Problem statement –
Each line containing the string "struct" should be copied out of the entries.
Input records section start
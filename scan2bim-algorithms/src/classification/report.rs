use std::fmt::Display;

use scan2bim_core::Label;
use serde::{Deserialize, Serialize};

/// Precision, recall and F1 score of a single class, together with the number of samples that truly belong to it
#[derive(Debug, Clone, PartialEq, Serialize, Deserialize)]
pub struct ClassMetrics {
    pub label: Label,
    pub name: String,
    pub precision: f64,
    pub recall: f64,
    pub f1_score: f64,
    pub support: usize,
}

/// Averaged metrics over all classes
#[derive(Debug, Clone, Copy, PartialEq, Serialize, Deserialize)]
pub struct AveragedMetrics {
    pub precision: f64,
    pub recall: f64,
    pub f1_score: f64,
    pub support: usize,
}

/// Diagnostic result of cross-validating a classifier: per-class metrics and a confusion matrix over the held-out
/// predictions of all folds. Rows of the confusion matrix are the true classes, columns the predicted classes, both in
/// the order of `classes`.
#[derive(Debug, Clone, PartialEq, Serialize, Deserialize)]
pub struct EvaluationReport {
    pub classes: Vec<Label>,
    pub per_class: Vec<ClassMetrics>,
    pub accuracy: f64,
    pub macro_average: AveragedMetrics,
    pub weighted_average: AveragedMetrics,
    pub confusion_matrix: Vec<Vec<usize>>,
    pub num_samples: usize,
    pub num_folds: usize,
    pub num_trees: usize,
    pub seed: u64,
}

/// Ratio that is defined as 0 when the denominator is 0
fn ratio(numerator: usize, denominator: usize) -> f64 {
    if denominator == 0 {
        0.0
    } else {
        numerator as f64 / denominator as f64
    }
}

fn f1(precision: f64, recall: f64) -> f64 {
    if precision + recall == 0.0 {
        0.0
    } else {
        2.0 * precision * recall / (precision + recall)
    }
}

/// Mean of `metric` over all classes, weighted by class support
fn weighted_mean<F: Fn(&ClassMetrics) -> f64>(per_class: &[ClassMetrics], num_samples: usize, metric: F) -> f64 {
    if num_samples == 0 {
        return 0.0;
    }
    per_class
        .iter()
        .map(|m| metric(m) * m.support as f64)
        .sum::<f64>()
        / num_samples as f64
}

impl EvaluationReport {
    /// Builds the report from the true and predicted class indices of every sample. Class indices refer to
    /// `classes`.
    ///
    /// # Panics
    ///
    /// If `truth` and `predicted` differ in length or contain an index outside of `classes`
    pub fn from_predictions(
        classes: &[Label],
        truth: &[usize],
        predicted: &[usize],
        num_folds: usize,
        num_trees: usize,
        seed: u64,
    ) -> Self {
        assert_eq!(truth.len(), predicted.len());
        let num_classes = classes.len();
        let mut confusion_matrix = vec![vec![0usize; num_classes]; num_classes];
        for (t, p) in truth.iter().zip(predicted.iter()) {
            confusion_matrix[*t][*p] += 1;
        }

        let per_class = classes
            .iter()
            .enumerate()
            .map(|(class, label)| {
                let true_positives = confusion_matrix[class][class];
                let support = confusion_matrix[class].iter().sum::<usize>();
                let predicted_positives = confusion_matrix.iter().map(|row| row[class]).sum::<usize>();
                let precision = ratio(true_positives, predicted_positives);
                let recall = ratio(true_positives, support);
                ClassMetrics {
                    label: *label,
                    name: label.name().to_string(),
                    precision,
                    recall,
                    f1_score: f1(precision, recall),
                    support,
                }
            })
            .collect::<Vec<_>>();

        let num_samples = truth.len();
        let correct = (0..num_classes).map(|class| confusion_matrix[class][class]).sum();
        let macro_average = AveragedMetrics {
            precision: per_class.iter().map(|m| m.precision).sum::<f64>() / num_classes.max(1) as f64,
            recall: per_class.iter().map(|m| m.recall).sum::<f64>() / num_classes.max(1) as f64,
            f1_score: per_class.iter().map(|m| m.f1_score).sum::<f64>() / num_classes.max(1) as f64,
            support: num_samples,
        };
        let weighted_average = AveragedMetrics {
            precision: weighted_mean(&per_class, num_samples, |m| m.precision),
            recall: weighted_mean(&per_class, num_samples, |m| m.recall),
            f1_score: weighted_mean(&per_class, num_samples, |m| m.f1_score),
            support: num_samples,
        };

        Self {
            classes: classes.to_vec(),
            per_class,
            accuracy: ratio(correct, num_samples),
            macro_average,
            weighted_average,
            confusion_matrix,
            num_samples,
            num_folds,
            num_trees,
            seed,
        }
    }
}

impl Display for EvaluationReport {
    fn fmt(&self, f: &mut std::fmt::Formatter<'_>) -> std::fmt::Result {
        writeln!(
            f,
            "Cross-validation ({} folds, {} trees, seed {}) on {} rows",
            self.num_folds, self.num_trees, self.seed, self.num_samples
        )?;
        writeln!(f)?;
        writeln!(
            f,
            "{:>14} {:>9} {:>9} {:>9} {:>9}",
            "", "precision", "recall", "f1-score", "support"
        )?;
        writeln!(f)?;
        for metrics in &self.per_class {
            writeln!(
                f,
                "{:>14} {:>9.2} {:>9.2} {:>9.2} {:>9}",
                format!("{} ({})", metrics.name, metrics.label.code()),
                metrics.precision,
                metrics.recall,
                metrics.f1_score,
                metrics.support
            )?;
        }
        writeln!(f)?;
        writeln!(
            f,
            "{:>14} {:>9} {:>9} {:>9.2} {:>9}",
            "accuracy", "", "", self.accuracy, self.num_samples
        )?;
        for (name, average) in [
            ("macro avg", &self.macro_average),
            ("weighted avg", &self.weighted_average),
        ]
        .iter()
        {
            writeln!(
                f,
                "{:>14} {:>9.2} {:>9.2} {:>9.2} {:>9}",
                name, average.precision, average.recall, average.f1_score, average.support
            )?;
        }

        writeln!(f)?;
        writeln!(f, "Confusion matrix (rows: true class, columns: predicted class)")?;
        write!(f, "{:>8}", "")?;
        for label in &self.classes {
            write!(f, " {:>8}", label.code())?;
        }
        writeln!(f)?;
        for (label, row) in self.classes.iter().zip(self.confusion_matrix.iter()) {
            write!(f, "{:>8}", label.code())?;
            for count in row {
                write!(f, " {:>8}", count)?;
            }
            writeln!(f)?;
        }
        let legend = self
            .classes
            .iter()
            .map(|label| format!("{} = {}", label.code(), label.name()))
            .collect::<Vec<_>>()
            .join(", ");
        writeln!(f, "Legend: {}", legend)
    }
}

#[cfg(test)]
mod tests {
    use super::*;
    use assert_approx_eq::assert_approx_eq;

    fn report() -> EvaluationReport {
        // floor: 4 rows, 3 right; wall: 2 rows, both right; one floor row predicted as wall
        let classes = [Label::Floor, Label::Wall];
        let truth = [0, 0, 0, 0, 1, 1];
        let predicted = [0, 0, 0, 1, 1, 1];
        EvaluationReport::from_predictions(&classes, &truth, &predicted, 2, 10, 42)
    }

    #[test]
    fn test_metrics() {
        let report = report();
        assert_eq!(vec![vec![3, 1], vec![0, 2]], report.confusion_matrix);
        assert_approx_eq!(5.0 / 6.0, report.accuracy);

        let floor = &report.per_class[0];
        assert_approx_eq!(1.0, floor.precision);
        assert_approx_eq!(0.75, floor.recall);
        assert_approx_eq!(6.0 / 7.0, floor.f1_score);
        assert_eq!(4, floor.support);

        let wall = &report.per_class[1];
        assert_approx_eq!(2.0 / 3.0, wall.precision);
        assert_approx_eq!(1.0, wall.recall);
        assert_approx_eq!(0.8, wall.f1_score);

        assert_approx_eq!((1.0 + 2.0 / 3.0) / 2.0, report.macro_average.precision);
        assert_approx_eq!((4.0 * 0.75 + 2.0 * 1.0) / 6.0, report.weighted_average.recall);
    }

    #[test]
    fn test_class_without_predictions() {
        let classes = [Label::Floor, Label::Column];
        let report = EvaluationReport::from_predictions(&classes, &[0, 1], &[0, 0], 2, 1, 0);
        assert_approx_eq!(0.0, report.per_class[1].precision);
        assert_approx_eq!(0.0, report.per_class[1].f1_score);
    }

    #[test]
    fn test_text_layout() {
        let text = report().to_string();
        assert!(text.contains("precision"));
        assert!(text.contains("floor (2)"));
        assert!(text.contains("weighted avg"));
        assert!(text.contains("Legend: 2 = floor, 6 = wall"));
    }
}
Input records section end
Written response –
pub struct ClassMetrics {
pub struct AveragedMetrics {
pub struct EvaluationReport {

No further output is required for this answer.